Creating wine in a warehouse in Brooklyn or a garage in Portland? Why not? It is artisanal entrepreneurship at its finest. And it’s the new, spreading-like-wildfire, trend in wine. A wave of urban wineries are taking over cities across the nation, and it’s letting wine drinkers visit tasting rooms and meet the winemakers without leaving city limits. Wine makers buy grapes from the world’s most fertile regions (think France, America’s West Coast, Australia) and turn them into wine in low-rent, super convenient, close-to-home locations.
It seems to have started with millennial wine-drinkers-turned-wine-makers in cities like Portland, San Francisco, New York, Denver, and Seattle (the usual culprits for millennial-trend origins) and now is gaining popularity and credibility in the larger (sometimes a bit unaccepting to new ideas) wine world.
What’s the deal? What’s the appeal? For one, urban wineries usually strive to be less intimidating, more intimate and get you closer to the process than their “big business” counterparts. As a matter of fact, the process is quite often happening very near to where you’re learning about and tasting the wines. Sometimes you can even watch the wine-making process through big windows right in the tasting room, like at the popular Bluxome Street Winery in San Francisco. Need to get even closer? Often, you can become part of the process! Like at City Winery in New York City. Many urban wineries like this one invite the public (or sometimes “members” of their wine club) to participate in the actual wine-making. It’s all very communal and community-oriented.

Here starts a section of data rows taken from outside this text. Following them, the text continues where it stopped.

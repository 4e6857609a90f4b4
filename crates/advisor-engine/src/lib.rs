//! Runtime shell for the advisory core: flight store, ingestion boundary
//! and the periodic detection cycle.

pub mod config;
pub mod cycle;
pub mod state;
pub mod store;

pub use config::EngineConfig;
pub use cycle::{run_cycle, run_detection_loop};
pub use state::{EngineState, RankedConflict};
pub use store::{FlightStore, IngestError};
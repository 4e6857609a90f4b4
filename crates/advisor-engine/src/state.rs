//! Shared engine state.

use std::sync::{Mutex, RwLock};

use advisor_core::conflict::ConflictDetector;
use advisor_core::models::{ConflictRecord, ScheduleRequest, ScheduleResult};
use advisor_core::risk::{ConflictRiskModel, RiskAssessment, RiskModelError, TrainingReport};
use advisor_core::scheduler::{RunwayScheduler, SchedulerError, SchedulerStatus};

use crate::config::EngineConfig;
use crate::store::FlightStore;

/// A geometric conflict with an optional advisory risk score attached.
///
/// The score orders alerts for display; it never removes a record.
#[derive(Debug, Clone, serde::Serialize, serde::Deserialize)]
pub struct RankedConflict {
    pub record: ConflictRecord,
    pub risk: Option<RiskAssessment>,
}

/// Thread-safe state shared between the feed, the detection cycle and the
/// scheduling callers.
pub struct EngineState {
    pub store: FlightStore,
    pub detector: ConflictDetector,
    conflicts: RwLock<Vec<RankedConflict>>,
    // Read-decide-commit must be one critical section; a plain mutex around
    // the scheduler gives every call the whole runway set atomically.
    scheduler: Mutex<RunwayScheduler>,
    risk_model: RwLock<ConflictRiskModel>,
}

impl EngineState {
    pub fn new(config: &EngineConfig) -> Self {
        Self {
            store: FlightStore::new(),
            detector: ConflictDetector::new(config.detection.clone()),
            conflicts: RwLock::new(Vec::new()),
            scheduler: Mutex::new(RunwayScheduler::new(config.scheduling.clone())),
            risk_model: RwLock::new(ConflictRiskModel::new()),
        }
    }

    /// Latest published conflict list, most urgent first.
    pub fn conflicts(&self) -> Vec<RankedConflict> {
        self.conflicts
            .read()
            .map(|guard| guard.clone())
            .unwrap_or_default()
    }

    pub(crate) fn publish_conflicts(&self, conflicts: Vec<RankedConflict>) {
        if let Ok(mut guard) = self.conflicts.write() {
            *guard = conflicts;
        }
    }

    /// Train the risk model in place. A failed training run leaves the
    /// previous fit (or the untrained default) untouched; detection keeps
    /// running on geometry alone.
    pub fn train_risk_model(
        &self,
        dataset: &[advisor_core::risk::LabeledEncounter],
    ) -> Result<TrainingReport, RiskModelError> {
        let mut guard = self
            .risk_model
            .write()
            .unwrap_or_else(|poisoned| poisoned.into_inner());
        guard.train(dataset)
    }

    pub(crate) fn with_risk_model<T>(&self, f: impl FnOnce(&ConflictRiskModel) -> T) -> Option<T> {
        self.risk_model.read().ok().map(|guard| f(&guard))
    }

    pub fn add_runway(&self, id: &str, capacity_ops_per_hour: u32) -> Result<(), SchedulerError> {
        self.with_scheduler(|s| s.add_runway(id, capacity_ops_per_hour))
    }

    pub fn schedule(&self, request: &ScheduleRequest) -> ScheduleResult {
        self.with_scheduler(|s| s.schedule(request))
    }

    pub fn schedule_batch(&self, requests: &[ScheduleRequest]) -> Vec<ScheduleResult> {
        self.with_scheduler(|s| s.schedule_batch(requests))
    }

    pub fn cancel(&self, flight_id: &str) -> Result<(), SchedulerError> {
        self.with_scheduler(|s| s.cancel(flight_id))
    }

    pub fn complete(&self, flight_id: &str) -> Result<(), SchedulerError> {
        self.with_scheduler(|s| s.complete(flight_id))
    }

    pub fn scheduler_status(&self) -> SchedulerStatus {
        self.with_scheduler(|s| s.status())
    }

    fn with_scheduler<T>(&self, f: impl FnOnce(&mut RunwayScheduler) -> T) -> T {
        let mut guard = self
            .scheduler
            .lock()
            .unwrap_or_else(|poisoned| poisoned.into_inner());
        f(&mut guard)
    }
}
#[cfg(test)]
mod tests {
    use super::*;
    use crate::models::FlightType;
    use chrono::TimeZone;

    fn base_time() -> DateTime<Utc> {
        Utc.with_ymd_and_hms(2025, 6, 1, 12, 0, 0).unwrap()
    }

    fn request(flight_id: &str, preferred: DateTime<Utc>) -> ScheduleRequest {
        ScheduleRequest {
            flight_id: flight_id.to_string(),
            flight_type: FlightType::Arrival,
            preferred_time: preferred,
            priority: Priority::Normal,
            fuel_level_percent: 75.0,
        }
    }

    #[test]
    fn duplicate_runway_is_rejected() {
        let mut scheduler = RunwayScheduler::default();
        scheduler.add_runway("RW01", 30).unwrap();
        assert!(matches!(
            scheduler.add_runway("RW01", 25),
            Err(SchedulerError::DuplicateRunway(_))
        ));
        assert!(matches!(
            scheduler.add_runway("RW02", 0),
            Err(SchedulerError::InvalidCapacity(0))
        ));
    }

    #[test]
    fn consecutive_operations_respect_spacing() {
        let mut scheduler = RunwayScheduler::default();
        scheduler.add_runway("RW01", 30).unwrap();
        let preferred = base_time();

        for i in 0..5 {
            let result = scheduler.schedule(&request(&format!("FL{i:03}"), preferred));
            assert!(result.success, "{:?}", result.error);
        }

        let schedule = scheduler.runway_schedule("RW01").unwrap();
        assert_eq!(schedule.len(), 5);
        for pair in schedule.windows(2) {
            let gap = pair[1].scheduled_time - pair[0].scheduled_time;
            assert!(gap >= Duration::minutes(2), "gap {gap}");
            assert_ne!(pair[0].scheduled_time, pair[1].scheduled_time);
        }
    }

    #[test]
    fn spreads_load_across_runways_on_delay_ties() {
        let mut scheduler = RunwayScheduler::default();
        scheduler.add_runway("RW01", 30).unwrap();
        scheduler.add_runway("RW02", 30).unwrap();
        let preferred = base_time();

        let first = scheduler.schedule(&request("FL001", preferred));
        let second = scheduler.schedule(&request("FL002", preferred));
        assert!(first.success && second.success);
        // Second flight gets the empty runway at zero delay instead of a
        // spaced slot on the first one.
        assert_ne!(first.runway_id, second.runway_id);
        assert_eq!(second.delay_minutes, Some(0.0));
    }

    #[test]
    fn excessive_delay_rejects_request() {
        let rules = SchedulingRules {
            max_allowed_delay_minutes: 5.0,
            ..SchedulingRules::default()
        };
        let mut scheduler = RunwayScheduler::new(rules);
        // One op every 30 minutes: a second request at the same preferred
        // time would be delayed past the 5-minute cap.
        scheduler.add_runway("RW01", 2).unwrap();
        let preferred = base_time();

        assert!(scheduler.schedule(&request("FL001", preferred)).success);
        let result = scheduler.schedule(&request("FL002", preferred));
        assert!(!result.success);
        assert!(result.error.as_deref().unwrap().contains("no feasible slot"));
        assert_eq!(
            scheduler.slot_state("FL002"),
            Some(&SlotState::Rejected)
        );
        assert_eq!(scheduler.runway_schedule("RW01").unwrap().len(), 1);
    }

    #[test]
    fn emergency_is_not_delayed_behind_normal_traffic() {
        let mut scheduler = RunwayScheduler::default();
        scheduler.add_runway("RW01", 30).unwrap();
        let preferred = base_time();

        // Emergency submitted last in a pending set of normal requests for
        // the same preferred time: it must never fare worse than any of them.
        let mut requests: Vec<ScheduleRequest> =
            (0..4).map(|i| request(&format!("FL{i:03}"), preferred)).collect();
        let mut emergency = request("MAYDAY1", preferred);
        emergency.priority = Priority::Emergency;
        requests.push(emergency);

        let results = scheduler.schedule_batch(&requests);
        assert!(results.iter().all(|r| r.success));
        let emergency_delay = results[4].delay_minutes.unwrap();
        for result in &results[..4] {
            assert!(emergency_delay <= result.delay_minutes.unwrap());
        }
        assert_eq!(emergency_delay, 0.0);
    }

    #[test]
    fn fuel_critical_counts_as_emergency() {
        let scheduler = RunwayScheduler::default();
        let mut low_fuel = request("LOWFUEL1", base_time());
        low_fuel.fuel_level_percent = 6.0;
        assert!(scheduler.is_emergency(&low_fuel));
        assert!(!scheduler.is_emergency(&request("FL001", base_time())));
    }

    #[test]
    fn batch_evaluates_emergencies_first() {
        let mut scheduler = RunwayScheduler::default();
        scheduler.add_runway("RW01", 30).unwrap();
        let preferred = base_time();

        let mut emergency = request("MAYDAY1", preferred);
        emergency.priority = Priority::Emergency;
        let requests = vec![
            request("FL001", preferred),
            request("FL002", preferred),
            emergency,
        ];

        let results = scheduler.schedule_batch(&requests);
        assert!(results.iter().all(|r| r.success));
        // The emergency was committed first, so it holds the zero-delay slot.
        assert_eq!(results[2].delay_minutes, Some(0.0));
        assert!(results[0].delay_minutes.unwrap() > 0.0);
        assert!(results[1].delay_minutes.unwrap() > 0.0);
    }

    #[test]
    fn rescheduling_assigned_flight_is_rejected_without_mutation() {
        let mut scheduler = RunwayScheduler::default();
        scheduler.add_runway("RW01", 30).unwrap();
        let preferred = base_time();

        let first = scheduler.schedule(&request("FL001", preferred));
        assert!(first.success);
        let before = scheduler.runway_schedule("RW01").unwrap().to_vec();

        let second = scheduler.schedule(&request("FL001", preferred));
        assert!(!second.success);
        assert!(second.error.as_deref().unwrap().contains("already"));

        let after = scheduler.runway_schedule("RW01").unwrap();
        assert_eq!(before.len(), after.len());
        assert_eq!(before[0].scheduled_time, after[0].scheduled_time);
    }

    #[test]
    fn cancellation_frees_the_slot() {
        let mut scheduler = RunwayScheduler::default();
        scheduler.add_runway("RW01", 30).unwrap();
        let preferred = base_time();

        assert!(scheduler.schedule(&request("FL001", preferred)).success);
        scheduler.cancel("FL001").unwrap();
        assert_eq!(scheduler.slot_state("FL001"), Some(&SlotState::Cancelled));
        assert!(scheduler.runway_schedule("RW01").unwrap().is_empty());

        // Slot is reusable and the flight may be scheduled again.
        let again = scheduler.schedule(&request("FL001", preferred));
        assert!(again.success);
        assert_eq!(again.delay_minutes, Some(0.0));
    }

    #[test]
    fn illegal_transitions_are_rejected() {
        let mut scheduler = RunwayScheduler::default();
        scheduler.add_runway("RW01", 30).unwrap();
        assert!(matches!(
            scheduler.cancel("GHOST1"),
            Err(SchedulerError::UnknownFlight(_))
        ));

        assert!(scheduler.schedule(&request("FL001", base_time())).success);
        scheduler.complete("FL001").unwrap();
        assert!(matches!(
            scheduler.cancel("FL001"),
            Err(SchedulerError::IllegalTransition { .. })
        ));
        assert!(matches!(
            scheduler.complete("FL001"),
            Err(SchedulerError::IllegalTransition { .. })
        ));
    }

    #[test]
    fn status_reports_utilization() {
        let mut scheduler = RunwayScheduler::default();
        scheduler.add_runway("RW01", 30).unwrap();
        scheduler.add_runway("RW02", 20).unwrap();
        let preferred = base_time();
        for i in 0..3 {
            assert!(scheduler.schedule(&request(&format!("FL{i:03}"), preferred)).success);
        }

        let status = scheduler.status();
        assert_eq!(status.total_runways, 2);
        assert_eq!(status.total_scheduled_flights, 3);
        let total_ops: f64 = status
            .per_runway_utilization
            .iter()
            .map(|(id, util)| match id.as_str() {
                "RW01" => util * 30.0,
                _ => util * 20.0,
            })
            .sum();
        assert!((total_ops - 3.0).abs() < 1e-9);
    }
}
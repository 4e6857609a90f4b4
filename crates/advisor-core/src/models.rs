//! Core data models for the advisory system.

use chrono::{DateTime, Utc};
use serde::{Deserialize, Serialize};

/// Origin of a position report.
#[derive(Debug, Clone, Copy, Default, PartialEq, Eq, Serialize, Deserialize)]
#[serde(rename_all = "lowercase")]
pub enum PositionSource {
    /// ADS-B transponder broadcast
    #[default]
    Adsb,
    /// Radar-derived (ASTERIX) report
    Asterix,
    /// Multilateration
    Mlat,
    /// FLARM beacon
    Flarm,
}

/// Most recent known kinematic state of one aircraft.
///
/// Produced by the ingestion boundary from a [`RawFlightRecord`]; every
/// kinematic field required by prediction is guaranteed present here.
#[derive(Debug, Clone, Serialize, Deserialize)]
pub struct FlightState {
    /// 24-bit transponder address, hex-encoded. Primary key.
    pub icao24: String,
    #[serde(default)]
    pub callsign: Option<String>,
    pub origin_country: String,
    /// Decimal degrees, [-90, 90]
    pub latitude: f64,
    /// Decimal degrees, [-180, 180]
    pub longitude: f64,
    /// Barometric altitude in feet
    pub baro_altitude_ft: f64,
    /// Geometric altitude in feet; falls back to barometric when absent
    #[serde(default)]
    pub geo_altitude_ft: Option<f64>,
    pub on_ground: bool,
    /// Ground speed in knots, >= 0
    pub velocity_kt: f64,
    /// True track in degrees, [0, 360), 0 = north, clockwise
    pub true_track_deg: f64,
    /// Climb/descent rate in feet per minute, signed
    pub vertical_rate_fpm: f64,
    #[serde(default)]
    pub time_position: Option<DateTime<Utc>>,
    pub last_contact: DateTime<Utc>,
    /// 4-digit transponder code, if assigned
    #[serde(default)]
    pub squawk: Option<String>,
    /// Special position identification flag
    #[serde(default)]
    pub spi: bool,
    #[serde(default)]
    pub position_source: PositionSource,
    /// IDs of sensors that contributed to this report
    #[serde(default)]
    pub sensors: Vec<u32>,
}

impl FlightState {
    /// Create a flight with only the fields prediction needs; the rest take
    /// neutral defaults. Intended for construction in tests and simulations.
    pub fn new(icao24: impl Into<String>, latitude: f64, longitude: f64, altitude_ft: f64) -> Self {
        Self {
            icao24: icao24.into(),
            callsign: None,
            origin_country: String::new(),
            latitude,
            longitude,
            baro_altitude_ft: altitude_ft,
            geo_altitude_ft: None,
            on_ground: false,
            velocity_kt: 0.0,
            true_track_deg: 0.0,
            vertical_rate_fpm: 0.0,
            time_position: None,
            last_contact: Utc::now(),
            squawk: None,
            spi: false,
            position_source: PositionSource::default(),
            sensors: Vec::new(),
        }
    }

    /// Set track, speed and vertical rate.
    pub fn with_velocity(mut self, true_track_deg: f64, velocity_kt: f64, vertical_rate_fpm: f64) -> Self {
        self.true_track_deg = true_track_deg;
        self.velocity_kt = velocity_kt;
        self.vertical_rate_fpm = vertical_rate_fpm;
        self
    }

    /// Mark the aircraft as on the ground.
    pub fn grounded(mut self) -> Self {
        self.on_ground = true;
        self
    }

    /// Geometric altitude, falling back to barometric when the feed did not
    /// supply one.
    pub fn geo_altitude_ft(&self) -> f64 {
        self.geo_altitude_ft.unwrap_or(self.baro_altitude_ft)
    }

    /// Vertical rate with the on-ground invariant applied: a grounded
    /// aircraft never climbs, whatever the feed last reported.
    pub fn effective_vertical_rate_fpm(&self) -> f64 {
        if self.on_ground {
            0.0
        } else {
            self.vertical_rate_fpm
        }
    }
}

/// One flight state as delivered by the feed, before validation.
///
/// Feeds drop fields freely; everything kinematic is optional here and the
/// ingestion boundary decides what is acceptable. This type never crosses
/// into the detector.
#[derive(Debug, Clone, Default, Serialize, Deserialize)]
pub struct RawFlightRecord {
    pub icao24: String,
    #[serde(default)]
    pub callsign: Option<String>,
    #[serde(default)]
    pub origin_country: Option<String>,
    #[serde(default)]
    pub latitude: Option<f64>,
    #[serde(default)]
    pub longitude: Option<f64>,
    #[serde(default)]
    pub baro_altitude_ft: Option<f64>,
    #[serde(default)]
    pub geo_altitude_ft: Option<f64>,
    #[serde(default)]
    pub on_ground: bool,
    #[serde(default)]
    pub velocity_kt: Option<f64>,
    #[serde(default)]
    pub true_track_deg: Option<f64>,
    #[serde(default)]
    pub vertical_rate_fpm: Option<f64>,
    #[serde(default)]
    pub time_position: Option<DateTime<Utc>>,
    #[serde(default)]
    pub last_contact: Option<DateTime<Utc>>,
    #[serde(default)]
    pub squawk: Option<String>,
    #[serde(default)]
    pub spi: bool,
    #[serde(default)]
    pub position_source: PositionSource,
    #[serde(default)]
    pub sensors: Vec<u32>,
}

/// One predicted future sample for one flight.
#[derive(Debug, Clone, Copy, PartialEq, Serialize, Deserialize)]
pub struct TrajectoryPoint {
    pub offset_minutes: f64,
    pub latitude: f64,
    pub longitude: f64,
    pub altitude_ft: f64,
}

/// Severity of a predicted separation violation.
///
/// Ordering is by urgency, so conflict lists sort with `Critical` first.
#[derive(Debug, Clone, Copy, PartialEq, Eq, PartialOrd, Ord, Serialize, Deserialize)]
#[serde(rename_all = "lowercase")]
pub enum Severity {
    Low,
    Medium,
    High,
    Critical,
}

/// A predicted separation violation between two aircraft.
///
/// Records are recomputed from scratch every detection cycle; consumers must
/// not assume a record carries identity across cycles.
#[derive(Debug, Clone, Serialize, Deserialize)]
pub struct ConflictRecord {
    pub flight_a: String,
    pub flight_b: String,
    pub severity: Severity,
    /// Minutes until the point of minimum horizontal separation
    pub time_to_conflict_min: f64,
    pub min_horizontal_separation_nm: f64,
    /// Vertical separation at the offset of minimum horizontal separation
    pub min_vertical_separation_ft: f64,
    pub detected_at: DateTime<Utc>,
}

#[derive(Debug, Clone, Copy, PartialEq, Eq, Serialize, Deserialize)]
#[serde(rename_all = "lowercase")]
pub enum FlightType {
    Arrival,
    Departure,
}

/// Request priority, ordered so `Emergency` compares greatest.
#[derive(Debug, Clone, Copy, Default, PartialEq, Eq, PartialOrd, Ord, Serialize, Deserialize)]
#[serde(rename_all = "lowercase")]
pub enum Priority {
    Low,
    #[default]
    Normal,
    High,
    Emergency,
}

/// A flight asking for a runway slot.
#[derive(Debug, Clone, Serialize, Deserialize)]
pub struct ScheduleRequest {
    pub flight_id: String,
    pub flight_type: FlightType,
    pub preferred_time: DateTime<Utc>,
    #[serde(default)]
    pub priority: Priority,
    /// Remaining fuel as a percentage of capacity
    pub fuel_level_percent: f64,
}

/// Outcome of one scheduling request.
#[derive(Debug, Clone, Serialize, Deserialize)]
pub struct ScheduleResult {
    pub success: bool,
    pub runway_id: Option<String>,
    pub scheduled_time: Option<DateTime<Utc>>,
    pub delay_minutes: Option<f64>,
    pub error: Option<String>,
}

impl ScheduleResult {
    pub(crate) fn assigned(runway_id: String, scheduled_time: DateTime<Utc>, delay_minutes: f64) -> Self {
        Self {
            success: true,
            runway_id: Some(runway_id),
            scheduled_time: Some(scheduled_time),
            delay_minutes: Some(delay_minutes),
            error: None,
        }
    }

    pub(crate) fn rejected(error: impl Into<String>) -> Self {
        Self {
            success: false,
            runway_id: None,
            scheduled_time: None,
            delay_minutes: None,
            error: Some(error.into()),
        }
    }
}

/// A committed operation on a runway's schedule.
#[derive(Debug, Clone, Serialize, Deserialize)]
pub struct RunwayOperation {
    pub flight_id: String,
    pub scheduled_time: DateTime<Utc>,
    pub flight_type: FlightType,
}
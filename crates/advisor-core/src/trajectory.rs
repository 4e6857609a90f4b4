//! Short-horizon trajectory prediction by dead reckoning.

use crate::models::{FlightState, TrajectoryPoint};
use crate::spatial;

/// Predict future positions of a flight at fixed sample offsets.
///
/// Samples at offsets `0, step, 2*step, ...` up to and including
/// `horizon_minutes`. Each sample displaces the current position along the
/// aircraft's true track at its current ground speed and applies the
/// vertical rate to the barometric altitude.
///
/// A grounded aircraft yields a constant trajectory. A zero ground speed
/// keeps position fixed while altitude still follows the vertical rate.
pub fn predict(flight: &FlightState, horizon_minutes: f64, step_minutes: f64) -> Vec<TrajectoryPoint> {
    let mut points = Vec::new();
    let nm_per_min = flight.velocity_kt / 60.0;
    let vertical_rate = flight.effective_vertical_rate_fpm();

    let mut t = 0.0;
    loop {
        let (latitude, longitude) = if flight.on_ground || nm_per_min <= 0.0 {
            (flight.latitude, flight.longitude)
        } else {
            spatial::offset_by_bearing(
                flight.latitude,
                flight.longitude,
                nm_per_min * t,
                flight.true_track_deg,
            )
        };

        points.push(TrajectoryPoint {
            offset_minutes: t,
            latitude,
            longitude,
            altitude_ft: flight.baro_altitude_ft + vertical_rate * t,
        });

        if step_minutes <= 0.0 || t + step_minutes > horizon_minutes + 1e-9 {
            break;
        }
        t += step_minutes;
    }

    points
}
//! Advisory engine - runs the periodic conflict detection cycle.

use anyhow::Result;
use std::sync::Arc;
use std::time::Duration;
use tracing_subscriber::{layer::SubscriberExt, util::SubscriberInitExt};

use advisor_core::risk::synthetic_training_set;
use advisor_engine::{run_detection_loop, EngineConfig, EngineState};

#[tokio::main]
async fn main() -> Result<()> {
    // Initialize tracing
    tracing_subscriber::registry()
        .with(tracing_subscriber::fmt::layer())
        .with(
            tracing_subscriber::EnvFilter::from_default_env()
                .add_directive("advisor_engine=debug".parse()?),
        )
        .init();

    tracing::info!("Starting advisory engine...");

    let config = EngineConfig::from_env();
    let state = Arc::new(EngineState::new(&config));

    // Bootstrap the risk model; detection runs on geometry alone if this fails.
    let dataset = synthetic_training_set(5000, &mut rand::rng());
    match state.train_risk_model(&dataset) {
        Ok(report) => tracing::info!(
            train_accuracy = report.train_accuracy,
            test_accuracy = report.test_accuracy,
            "risk model trained"
        ),
        Err(e) => tracing::warn!("risk model unavailable: {e}"),
    }

    tokio::spawn(run_detection_loop(state.clone(), config));

    loop {
        tokio::time::sleep(Duration::from_secs(60)).await;
        let status = state.scheduler_status();
        tracing::info!(
            flights = state.store.len(),
            conflicts = state.conflicts().len(),
            runways = status.total_runways,
            scheduled = status.total_scheduled_flights,
            "engine status"
        );
    }
}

In that community spirit that urban wineries tend to embody, several cities are establishing urban winery “alliances” or “collectives” where the wine makers come together and share resources, host tastings together, sometimes even take up residence in the same building – as with a few of wineries that make up the Southeast Wine Collective in Portland. And fear not! If the wineries are a bit more spread out across a city, urban winery tours are being organized and offered by companies. San Francisco and Portland have popular urban winery tours.
And not to leave out the rest of the country – urban wineries are popping up all across the U.S.! Take Stray Grape in San Antonio. Started by three sisters, they source grapes from all over the world and make wine in Texas! And the Vinavanti Urban Winery, whose wines are unfiltered, unoaked, and never sulfited recently debuted a wine called The Maverick, which is the first certified organic wine grown and produced in San Diego County. So, whether they are growing grapes in their backyard or importing them, urban wineries are getting the job done and don’t appear to be slowing down at all. If anything, they are making a mark on the wine industry as a whole and seem to be here to stay!